• INPUT DATA:
• • •

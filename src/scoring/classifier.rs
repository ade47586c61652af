//! Delivery outcome classification.
//!
//! A single pure function turns one raw ball description into the numbers
//! every other part of the engine consumes.  Replay and live scoring both
//! receive it through [`ScoringRules`](super::ScoringRules).

use crate::db::models::{ExtraType, WicketKind};

use super::request::RawBall;

/// Signature of the classification rule injected into both scoring paths.
pub type Classifier = fn(&RawBall) -> Outcome;

#[derive(Debug, Clone, Copy, PartialEq, Eq)]
pub struct Outcome {
    pub extra_type: ExtraType,
    pub total_runs: u32,
    /// Credited to the striker's personal tally.
    pub batter_runs: u32,
    pub extra_runs: u32,
    /// Counts toward the over.
    pub is_legal: bool,
    /// Charged to the bowler's figures.
    pub bowler_runs: u32,
    /// Runs the batters physically ran or hit (excludes the mandatory
    /// wide/no-ball penalty run).
    pub runs_run: u32,
    pub is_wicket: bool,
    pub wicket_kind: Option<WicketKind>,
    pub bowler_wicket: bool,
}

impl Outcome {
    /// Batters end up at opposite ends after an odd number of runs.
    pub fn rotates_strike(&self) -> bool {
        self.runs_run % 2 == 1
    }
}

/// Classify one delivery.
pub fn classify(ball: &RawBall) -> Outcome {
    let extra_type = ExtraType::from_token(ball.extra_type.as_deref());

    // A wide or no-ball always costs at least the penalty run.
    let total_runs = if extra_type.is_illegal() {
        ball.runs.max(1)
    } else {
        ball.runs
    };

    let batter_runs = match extra_type {
        ExtraType::None => total_runs,
        ExtraType::NoBall => total_runs - 1,
        ExtraType::Wide | ExtraType::Bye | ExtraType::LegBye => 0,
    };
    let runs_run = if extra_type.is_illegal() {
        total_runs - 1
    } else {
        total_runs
    };
    let bowler_runs = match extra_type {
        ExtraType::Bye | ExtraType::LegBye => 0,
        _ => total_runs,
    };

    let wicket_kind = ball
        .is_wicket
        .then(|| WicketKind::from_token(ball.wicket_kind.as_deref()));

    Outcome {
        extra_type,
        total_runs,
        batter_runs,
        extra_runs: total_runs - batter_runs,
        is_legal: !extra_type.is_illegal(),
        bowler_runs,
        runs_run,
        is_wicket: ball.is_wicket,
        wicket_kind,
        bowler_wicket: wicket_kind.is_some_and(WicketKind::credits_bowler),
    }
}
pub mod classifier;
pub mod identity;
pub mod ledger;
pub mod live;
pub mod replay;
pub mod request;
pub mod state_machine;

pub use classifier::{classify, Classifier, Outcome};
pub use request::{AbsoluteRequest, PlayersRequest, RawBall, ScoringRequest, TossRequest};
pub use state_machine::Transition;

/// Snapshots kept for undo when nothing else is configured.
pub const DEFAULT_UNDO_DEPTH: usize = 12;

/// Rules shared by every scoring path.
#[derive(Clone, Copy)]
pub struct ScoringRules {
    /// Outcome classification used by both replay and live scoring.
    pub classify: Classifier,
    /// How many deliveries can be undone.
    pub undo_depth: usize,
}

impl std::fmt::Debug for ScoringRules {
    fn fmt(&self, f: &mut std::fmt::Formatter<'_>) -> std::fmt::Result {
        f.debug_struct("ScoringRules")
            .field("undo_depth", &self.undo_depth)
            .finish_non_exhaustive()
    }
}

impl Default for ScoringRules {
    fn default() -> Self {
        ScoringRules {
            classify: classifier::classify,
            undo_depth: DEFAULT_UNDO_DEPTH,
        }
    }
}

• • •

• AIM OF THE EXERCISE:
Exactly reproduce the lines that run from the line with "impl Default for" through the last line of the records, inclusive.

• YOUR SOLUTION:
impl Default for ScoringRules {
    fn default() -> Self {
        ScoringRules {
            classify: classifier::classify,
            undo_depth: DEFAULT_UNDO_DEPTH,
        }
    }
}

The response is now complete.